Die Konturen des auf die Pailletten verteilten, wie in Pixel aufgelöst erscheinenden Motivs rücken erst bei gewissem Abstand zum Bild zusammen. Handelt es sich um das Porträt einer Person, um eisbedeckte Berggipfel oder um Äste und Blätter eines Baumes, so läßt sich das Motiv aus der Alltagserfahrung heraus identifizieren. Die Ansicht einer „Supernova“, von der drei Varianten in der Ausstellung zu sehen sind, wäre einem Laien vielleicht ebenso als Umsetzung einer Mikroskopaufnahme aus dem Körperinneren zu verkaufen. Wie auch bei Astrid Nippoldt findet ein irritierendes, mehrdeutiges Spiel mit Maßstäben, Dimensionen und Aggregatzuständen statt. Besonderes Gewicht legt Martina Schumacher, die sich selbst als „getreue Freundin der Schönheit“ sieht, auf die raffiniert glitzernde Oberfläche, der nicht nur unterschiedlicher Lichteinfall immer wieder neue Wirkungen entlockt. Die in leichtem Abstand zum Bildgrund auf Nägeln hängenden Pailletten bewegen sich, sobald man nah am Bild entlanggeht oder ein Windzug auf sie trifft. Der Raum des Bildes und der Raum des Betrachters wirken aufeinander ein.

Das Universum der Bilder, die tagtäglich auf uns einströmen, scheint unendlich groß zu sein und alles zu umfassen, was überhaupt sichtbar werden kann. Dabei wird leicht vergessen, dass klare Sichtbarkeit nur unter bestimmten äußeren und subjektiven Umständen zustande kommt. Der wahrscheinlichere Fall ist, dass man etwas undeutlich, unscharf, nur ausschnitthaft oder gar nicht sieht.

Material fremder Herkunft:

//! 📊 progress.rs: "Are we there yet?" Every indexing pass, every time, forever.
//!
//! 🚀 Counts documents against the listing's `doc_count`, renders a bar and a table
//! so comfy it has lumbar support.
//!
//! ⚠️ Staring at the bar does not make the by-id queries any faster.
//! The DBA has asked us to stop trying. 🦆

use std::collections::VecDeque;
use std::time::{Duration, Instant};

use comfy_table::{Cell, CellAlignment, ContentArrangement, Table, presets::NOTHING};
use indicatif::{ProgressBar, ProgressStyle};
use tracing::warn;

// -- ⏱️ rates are averaged over this window so one slow record doesn't look like the apocalypse
const RATE_WINDOW: Duration = Duration::from_secs(5);

/// 🔢 Formats a number with commas. "1000000 docs" → "1,000,000 docs". You're welcome, eyes.
fn format_number(n: u64) -> String {
    let s = n.to_string();
    let mut result = String::with_capacity(s.len() + s.len() / 3);
    for (i, c) in s.chars().enumerate() {
        if i > 0 && (s.len() - i) % 3 == 0 {
            result.push(',');
        }
        result.push(c);
    }
    result
}

/// ⏱️ MM:SS or HH:MM:SS. If it shows HH:MM:SS, call your mom. It's been a while.
fn format_duration(duration: Duration) -> String {
    let total_secs = duration.as_secs();
    let hours = total_secs / 3600;
    let minutes = (total_secs % 3600) / 60;
    let seconds = total_secs % 60;
    if hours > 0 {
        format!("{:02}:{:02}:{:02}", hours, minutes, seconds)
    } else {
        format!("{:02}:{:02}", minutes, seconds)
    }
}

fn bar_style() -> ProgressStyle {
    match ProgressStyle::default_bar().template("{msg}\n| [{bar:40.cyan/blue}] {pos}/{len}") {
        Ok(style) => style.progress_chars("=>-"),
        Err(e) => {
            warn!("🎨 progress template rejected ({e}), falling back to the plain bar");
            ProgressStyle::default_bar()
        }
    }
}

/// 📊 Tracks indexed and skipped documents for one pass, plus a documents-per-second rate.
///
/// # Ancient Proverb
/// "He who indexes without a progress bar, indexes alone and in darkness."
pub(crate) struct ProgressMetrics {
    /// 🏷️ what are we indexing? shown at the top of the display
    source_name: String,
    /// 📏 records the listing promised
    total_records: u64,
    /// 📄 documents handed to the sink so far
    indexed: u64,
    /// 🕳️ records skipped because a mapping query found nothing
    skipped: u64,
    progress_bar: ProgressBar,
    /// 🔄 sliding window of (timestamp, records seen) for the rate
    rate_samples: VecDeque<(Instant, u64)>,
    start_time: Instant,
}

impl std::fmt::Debug for ProgressMetrics {
    fn fmt(&self, f: &mut std::fmt::Formatter<'_>) -> std::fmt::Result {
        // -- 🎭 ProgressBar is a diva and doesn't derive Debug
        f.debug_struct("ProgressMetrics")
            .field("source_name", &self.source_name)
            .field("total_records", &self.total_records)
            .field("indexed", &self.indexed)
            .field("skipped", &self.skipped)
            .finish()
    }
}

impl ProgressMetrics {
    /// 🚀 `visible = false` keeps the counting and hides the bar. Log-only runs, tests.
    pub(crate) fn new(source_name: String, total_records: u64, visible: bool) -> Self {
        let progress_bar = if visible {
            ProgressBar::new(total_records)
        } else {
            let hidden = ProgressBar::hidden();
            hidden.set_length(total_records);
            hidden
        };
        progress_bar.set_style(bar_style());

        let start_time = Instant::now();
        // -- 🔄 seed the window with t=0 so we don't divide by zero like animals
        let mut rate_samples = VecDeque::new();
        rate_samples.push_back((start_time, 0u64));

        Self {
            source_name,
            total_records,
            indexed: 0,
            skipped: 0,
            progress_bar,
            rate_samples,
            start_time,
        }
    }

    /// ✅ One more document made it to the sink.
    pub(crate) fn record_indexed(&mut self) {
        self.indexed += 1;
        self.tick();
    }

    /// 🕳️ One more record skipped.
    pub(crate) fn record_skipped(&mut self) {
        self.skipped += 1;
        self.tick();
    }

    pub(crate) fn indexed(&self) -> u64 {
        self.indexed
    }

    pub(crate) fn skipped(&self) -> u64 {
        self.skipped
    }

    fn seen(&self) -> u64 {
        self.indexed + self.skipped
    }

    fn tick(&mut self) {
        let rate = self.docs_per_sec();
        self.render(rate);
        self.progress_bar.set_position(self.seen());
    }

    /// ✅ Ring the bell. We made it.
    pub(crate) fn finish(&self) {
        self.progress_bar.finish();
    }

    /// 📈 Records per second over the last [`RATE_WINDOW`].
    fn docs_per_sec(&mut self) -> f64 {
        let now = Instant::now();
        while let Some(&(timestamp, _)) = self.rate_samples.front() {
            if now.duration_since(timestamp) > RATE_WINDOW {
                self.rate_samples.pop_front();
            } else {
                break;
            }
        }
        self.rate_samples.push_back((now, self.seen()));

        match self.rate_samples.front() {
            Some(&(oldest_time, oldest_seen)) => {
                let elapsed = now.duration_since(oldest_time).as_secs_f64();
                if elapsed > 0.0 {
                    self.seen().saturating_sub(oldest_seen) as f64 / elapsed
                } else {
                    0.0
                }
            }
            None => 0.0,
        }
    }

    fn percent(&self) -> f64 {
        if self.total_records > 0 {
            (self.seen() as f64 / self.total_records as f64) * 100.0
        } else {
            0.0
        }
    }

    /// 🎨 Render the display as a comfy-table message on the bar:
    /// ```text
    /// source: <name>
    ///   <docs/s>       <indexed docs>
    ///   <skipped>      <percent>
    ///   <elapsed>      <remaining>
    /// | [=====>----------] 12/40
    /// ```
    fn render(&self, docs_per_sec: f64) {
        let percent = self.percent();
        let elapsed = self.start_time.elapsed();
        let remaining = if percent > 0.0 {
            // 🔮 linear extrapolation: assumes the future looks like the past
            let total_estimated = elapsed.as_secs_f64() / (percent / 100.0);
            let remaining_secs = total_estimated - elapsed.as_secs_f64();
            if remaining_secs > 0.0 {
                format_duration(Duration::from_secs_f64(remaining_secs))
            } else {
                "--:--".to_string()
            }
        } else {
            "--:--".to_string()
        };

        let mut table = Table::new();
        table.load_preset(NOTHING);
        table.set_content_arrangement(ContentArrangement::Dynamic);
        table.add_row(vec![
            Cell::new(format!("{} Docs/s", format_number(docs_per_sec as u64)))
                .set_alignment(CellAlignment::Right),
            Cell::new(format!("{} Docs", format_number(self.indexed)))
                .set_alignment(CellAlignment::Right),
        ]);
        table.add_row(vec![
            Cell::new(format!("{} skipped", format_number(self.skipped)))
                .set_alignment(CellAlignment::Right),
            Cell::new(format!("{:.2}%", percent)).set_alignment(CellAlignment::Right),
        ]);
        table.add_row(vec![
            Cell::new(format!("{} elapsed", format_duration(elapsed)))
                .set_alignment(CellAlignment::Right),
            Cell::new(format!("{} remaining", remaining)).set_alignment(CellAlignment::Right),
        ]);

        self.progress_bar
            .set_message(format!("source: {}\n{}", self.source_name, table));
    }
}

#[cfg(test)]
mod tests {
    use super::*;

    #[test]
    fn the_one_where_big_numbers_get_their_commas() {
        assert_eq!(format_number(0), "0");
        assert_eq!(format_number(999), "999");
        assert_eq!(format_number(1000), "1,000");
        assert_eq!(format_number(1234567), "1,234,567");
    }

    #[test]
    fn the_one_where_long_passes_grow_an_hour_column() {
        assert_eq!(format_duration(Duration::from_secs(65)), "01:05");
        assert_eq!(format_duration(Duration::from_secs(3725)), "01:02:05");
    }

    #[test]
    fn the_one_where_skipped_records_still_count_toward_done() {
        let mut metrics = ProgressMetrics::new("records".into(), 4, false);
        metrics.record_indexed();
        metrics.record_indexed();
        metrics.record_skipped();
        assert_eq!(metrics.indexed(), 2);
        assert_eq!(metrics.skipped(), 1);
        assert!((metrics.percent() - 75.0).abs() < f64::EPSILON);
        metrics.finish();
    }
}
//! 🧵 Workers: the ones who actually do the work while the Supervisor takes all
//! the credit in the sprint retro.
//!
//! 🚀 Two of them, one channel between:
//! ```text
//! SourceWorker ──(IndexDocument)──▶ async_channel ──▶ SinkWorker
//!  has_next/next                    bounded            receive/close
//!  map_record                       queue_capacity
//! ```
//!
//! ⚠️ "If you're reading this, the code review went poorly." 🦆

use anyhow::Result;
use tokio::task::JoinHandle;

mod sink_worker;
mod source_worker;

pub(crate) use sink_worker::SinkWorker;
pub(crate) use source_worker::SourceWorker;

/// 🏗️ A background worker, that does work. duh.
///
/// "What's the DEAL with lifetime annotations? You borrow something,
///  you give it back. It's not that hard, Jerry!" (Seinfeld, on Rust)
pub(crate) trait Worker {
    /// 🚀 Start the worker. Returns a JoinHandle because we trust
    /// but verify. Mostly verify.
    fn start(self) -> JoinHandle<Result<()>>;
}
use std::sync::{Arc, OnceLock};
use std::time::Duration;

use tracing::{debug, warn};

use crate::backends::{
    Capabilities, Connection, ConnectionBackend, Connector, ConnectorBackend, SharedConnection,
};
use crate::error::{DscError, Result};

/// ⏱️ Upper bound for a single liveness probe. Governs the probe only, never the queries after it.
pub const LIVENESS_PROBE_TIMEOUT: Duration = Duration::from_millis(1000);

/// 🔌 Opens, checks and closes connections for one producer.
///
/// The driver's [`Capabilities`] are asked for once, on the first successful open,
/// and cached here. Every later `is_valid` call reads the cache instead of asking again.
///
/// # Contract 📜
/// - `open` yields a live handle or `ConnectionUnavailable`. There is no third option,
///   and definitely no null handle that explodes three calls later.
/// - `is_valid` is cheap when the driver cannot probe: closed-check only.
/// - `close` reports errors; callers decide whether they care.
#[derive(Debug)]
pub struct ConnectionSource {
    connector: ConnectorBackend,
    capabilities: OnceLock<Capabilities>,
}

impl ConnectionSource {
    pub fn new(connector: ConnectorBackend) -> Self {
        Self {
            connector,
            capabilities: OnceLock::new(),
        }
    }

    /// 📞 Open a fresh connection.
    pub async fn open(&self) -> Result<SharedConnection> {
        let connection = self.connector.connect().await.map_err(|e| match e {
            DscError::ConnectionUnavailable { .. } => e,
            other => DscError::connection("could not open connection", Some(Box::new(other))),
        })?;
        let negotiated = *self.capabilities.get_or_init(|| {
            let caps = connection.capabilities();
            debug!("🤝 Driver capabilities negotiated: {caps:?}");
            caps
        });
        if !negotiated.liveness_probe {
            debug!("💤 Driver has no liveness probe, validity checks will only look for closed connections");
        }
        Ok(Arc::new(connection))
    }

    /// 🤝 Cached capabilities, `None` until the first successful open.
    pub fn capabilities(&self) -> Option<Capabilities> {
        self.capabilities.get().copied()
    }

    /// 💓 Is this handle still usable? Closed → no. Probe-capable driver → ask it, bounded by `timeout`.
    pub async fn is_valid(&self, connection: &ConnectionBackend, timeout: Duration) -> bool {
        if connection.is_closed() {
            return false;
        }
        let can_probe = self
            .capabilities
            .get()
            .map(|caps| caps.liveness_probe)
            .unwrap_or(false);
        if !can_probe {
            return true;
        }
        match tokio::time::timeout(timeout, connection.probe()).await {
            Ok(alive) => alive,
            Err(_) => {
                warn!("⏱️ Liveness probe did not answer within {timeout:?}");
                false
            }
        }
    }

    /// 🗑️ Close a handle.
    pub async fn close(&self, connection: &ConnectionBackend) -> Result<()> {
        connection.close().await
    }
}
//! 🔄 Transforms: the value-level helpers mappers lean on.
//!
//! 🎬 COLD OPEN: INT. MAPPING SCRIPT. 2:47 AM.
//! A column says `seit`. Another says `202001011230`. A third is NULL.
//! Somewhere an index expects `t1` and `t2`, eight digits each, no excuses.
//!
//! ## Knowledge Graph 🧠
//! - `time_fields`: `TimeFieldNormalizer`, per-record t0/t1/t2 bounds with open-end fallbacks.
//! - `syslist`: `SyslistLookup`, code-list entry → names in every language.
//! - Both are owned by the `MappingContext` for one pipeline run. Never globals, never singletons.
//!
//! 🦆

pub mod syslist;
pub mod time_fields;

pub use syslist::SyslistLookup;
pub use time_fields::{TimeBounds, TimeFieldNormalizer};
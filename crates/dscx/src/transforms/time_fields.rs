//! ⏳ Time fields: turning `(time_from, time_to, time_type)` into comparable index bounds.
//!
//! 🎬 *[a record says it has been valid "seit 2020". since when exactly? forever after?]*
//! *[the normalizer nods, writes t1 = 20200101, and quietly sets t2 = 99999999.]*
//!
//! Bounds are fixed-width `YYYYMMDD` strings so the index can compare them lexically.
//! Nothing checks that the date is on a real calendar. `20201399` sorts fine. 🦆
//!
//! | time_type | writes |
//! |-----------|--------|
//! | `von`     | t1 ← from, t2 ← to |
//! | `seit`    | t1 ← from |
//! | `am`      | t0 ← from |
//! | `bis`     | t2 ← to |
//! | other     | nothing |
//!
//! Open ends are then closed off: t1 alone gets t2 = `99999999`, t2 alone gets
//! t1 = `00000000`. A t0 turns both fallbacks off.

use tracing::debug;

use crate::documents::DocumentSink;

/// 📏 Bounds keep this many leading characters of the source value.
pub const BOUND_WIDTH: usize = 8;
/// ⏮️ The infinite past.
pub const OPEN_START: &str = "00000000";
/// ⏭️ The infinite future.
pub const OPEN_END: &str = "99999999";

pub const FIELD_T0: &str = "t0";
pub const FIELD_T1: &str = "t1";
pub const FIELD_T2: &str = "t2";

/// 🗓️ The bounds one record ended up with, fallbacks included.
#[derive(Debug, Clone, Default, PartialEq, Eq)]
pub struct TimeBounds {
    /// 📍 Point in time ("am").
    pub t0: Option<String>,
    /// 🟢 Start of a range.
    pub t1: Option<String>,
    /// 🔴 End of a range.
    pub t2: Option<String>,
}

impl TimeBounds {
    pub fn is_empty(&self) -> bool {
        self.t0.is_none() && self.t1.is_none() && self.t2.is_none()
    }
}

/// ⏳ Writes t0/t1/t2 fields for one record at a time.
///
/// Owns a scratch [`TimeBounds`] that is filled while one record is processed and
/// emptied before `process_time_fields` returns. Record N never sees record N+1's bounds.
/// One instance per pipeline run, handed around inside the `MappingContext`.
#[derive(Debug, Default)]
pub struct TimeFieldNormalizer {
    scratch: TimeBounds,
}

impl TimeFieldNormalizer {
    pub fn new() -> Self {
        Self::default()
    }

    /// 🔄 Normalize and emit the time bounds of one record into `document`.
    ///
    /// `None` and empty inputs contribute nothing. Returns what was emitted.
    pub fn process_time_fields(
        &mut self,
        document: &mut dyn DocumentSink,
        time_from: Option<&str>,
        time_to: Option<&str>,
        time_type: Option<&str>,
    ) -> TimeBounds {
        let from = truncate_bound(time_from.unwrap_or_default());
        let to = truncate_bound(time_to.unwrap_or_default());

        match time_type.unwrap_or_default() {
            "von" => {
                self.remember(document, FIELD_T1, from);
                self.remember(document, FIELD_T2, to);
            }
            "seit" => self.remember(document, FIELD_T1, from),
            "am" => self.remember(document, FIELD_T0, from),
            "bis" => self.remember(document, FIELD_T2, to),
            other => debug!("⏳ time_type '{other}' writes no bounds"),
        }

        let written = (
            self.scratch.t0.is_some(),
            self.scratch.t1.is_some(),
            self.scratch.t2.is_some(),
        );
        match written {
            (false, true, false) => {
                debug!("⏭️ t1 is set, t2 and t0 are not: t2 becomes '{OPEN_END}'");
                document.remove_fields(FIELD_T2);
                document.add(FIELD_T2, OPEN_END);
                self.scratch.t2 = Some(OPEN_END.to_string());
            }
            (false, false, true) => {
                debug!("⏮️ t2 is set, t1 and t0 are not: t1 becomes '{OPEN_START}'");
                document.remove_fields(FIELD_T1);
                document.add(FIELD_T1, OPEN_START);
                self.scratch.t1 = Some(OPEN_START.to_string());
            }
            _ => {}
        }

        std::mem::take(&mut self.scratch)
    }

    fn remember(&mut self, document: &mut dyn DocumentSink, field: &str, value: &str) {
        if value.is_empty() {
            return;
        }
        document.add(field, value);
        let slot = match field {
            FIELD_T0 => &mut self.scratch.t0,
            FIELD_T1 => &mut self.scratch.t1,
            _ => &mut self.scratch.t2,
        };
        *slot = Some(value.to_string());
    }
}

// ✂️ Keep the first BOUND_WIDTH characters. Characters, not bytes: no slicing through an umlaut.
fn truncate_bound(value: &str) -> &str {
    match value.char_indices().nth(BOUND_WIDTH) {
        Some((cut, _)) => &value[..cut],
        None => value,
    }
}

#[cfg(test)]
mod tests {
    use super::*;
    use crate::documents::IndexDocument;

    fn run(from: &str, to: &str, kind: &str) -> (IndexDocument, TimeBounds) {
        let mut normalizer = TimeFieldNormalizer::new();
        let mut doc = IndexDocument::new();
        let bounds = normalizer.process_time_fields(&mut doc, Some(from), Some(to), Some(kind));
        (doc, bounds)
    }

    #[test]
    fn the_one_where_von_without_an_end_runs_forever() {
        let (doc, bounds) = run("20200101", "", "von");
        assert_eq!(doc.get("t1"), Some("20200101"));
        assert_eq!(doc.get_all("t2"), vec!["99999999"]);
        assert_eq!(doc.get("t0"), None);
        assert_eq!(bounds.t2.as_deref(), Some(OPEN_END));
    }

    #[test]
    fn the_one_where_bis_started_at_the_dawn_of_time() {
        let (doc, _) = run("", "20201231", "bis");
        assert_eq!(doc.get_all("t1"), vec!["00000000"]);
        assert_eq!(doc.get("t2"), Some("20201231"));
    }

    #[test]
    fn the_one_where_am_is_a_single_day_and_nobody_fills_in_the_gaps() {
        let (doc, bounds) = run("20200615", "", "am");
        assert_eq!(doc.get("t0"), Some("20200615"));
        assert_eq!(doc.get("t1"), None);
        assert_eq!(doc.get("t2"), None);
        assert_eq!(
            bounds,
            TimeBounds {
                t0: Some("20200615".into()),
                ..TimeBounds::default()
            }
        );
    }

    #[test]
    fn the_one_where_a_closed_range_needs_no_help() {
        let (doc, _) = run("20200101", "20201231", "von");
        assert_eq!(doc.get_all("t1"), vec!["20200101"]);
        assert_eq!(doc.get_all("t2"), vec!["20201231"]);
        assert_eq!(doc.len(), 2);
    }

    #[test]
    fn the_one_where_an_unknown_type_writes_nothing_at_all() {
        for kind in ["", "VON", "irgendwann", "fromage"] {
            let (doc, bounds) = run("20200101", "20201231", kind);
            assert!(doc.is_empty(), "type '{kind}' wrote {doc:?}");
            assert!(bounds.is_empty());
        }
    }

    #[test]
    fn the_one_where_a_timestamp_loses_its_time() {
        let (doc, _) = run("202001011230", "", "seit");
        assert_eq!(doc.get("t1"), Some("20200101"));
        assert_eq!(doc.get("t2"), Some("99999999"));

        let (doc, _) = run("2020", "", "am");
        assert_eq!(doc.get("t0"), Some("2020"));
    }

    #[test]
    fn the_one_where_record_two_knows_nothing_of_record_one() {
        let mut normalizer = TimeFieldNormalizer::new();

        let mut first = IndexDocument::new();
        normalizer.process_time_fields(&mut first, Some("20200101"), None, Some("seit"));
        assert_eq!(first.get("t2"), Some("99999999"));

        // 🧼 a t1 left over from record one would suppress this fallback
        let mut second = IndexDocument::new();
        let bounds = normalizer.process_time_fields(&mut second, None, Some("20211231"), Some("bis"));
        assert_eq!(second.get("t1"), Some("00000000"));
        assert_eq!(bounds.t1.as_deref(), Some(OPEN_START));

        let mut third = IndexDocument::new();
        let bounds = normalizer.process_time_fields(&mut third, Some("20220202"), None, Some("am"));
        assert_eq!(third.get("t1"), None);
        assert_eq!(third.get("t2"), None);
        assert_eq!(bounds.t0.as_deref(), Some("20220202"));
    }

    #[test]
    fn the_one_where_a_stale_open_end_is_replaced_not_duplicated() {
        let mut normalizer = TimeFieldNormalizer::new();
        let mut doc = IndexDocument::new();
        doc.add("t1", "19990101");
        normalizer.process_time_fields(&mut doc, None, Some("20201231"), Some("bis"));
        assert_eq!(doc.get_all("t1"), vec!["00000000"]);
    }

    #[test]
    fn the_one_where_null_inputs_are_just_empty() {
        let mut normalizer = TimeFieldNormalizer::new();
        let mut doc = IndexDocument::new();
        let bounds = normalizer.process_time_fields(&mut doc, None, None, Some("von"));
        assert!(doc.is_empty());
        assert!(bounds.is_empty());

        let bounds = normalizer.process_time_fields(&mut doc, None, None, None);
        assert!(bounds.is_empty());
    }
}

Für die Welt der Bilder gilt letztlich Ähnliches wie für die Wahrnehmung des Kosmischen. Das sichtbare Universum ist nur ein kleiner Teil eines viel größeren, das unserer Wahrnehmung nicht oder noch nicht zugänglich ist. Am Ende und je näher man kommt, führt die Wahrnehmung doch wieder auf den Wahrnehmenden selbst zurück. Richtet sich der Blick bei Martina Schumachers Bildern schließlich aus kleiner Distanz auf eine einzelne Paillette, sieht man die Spiegelung des eigenen Auges.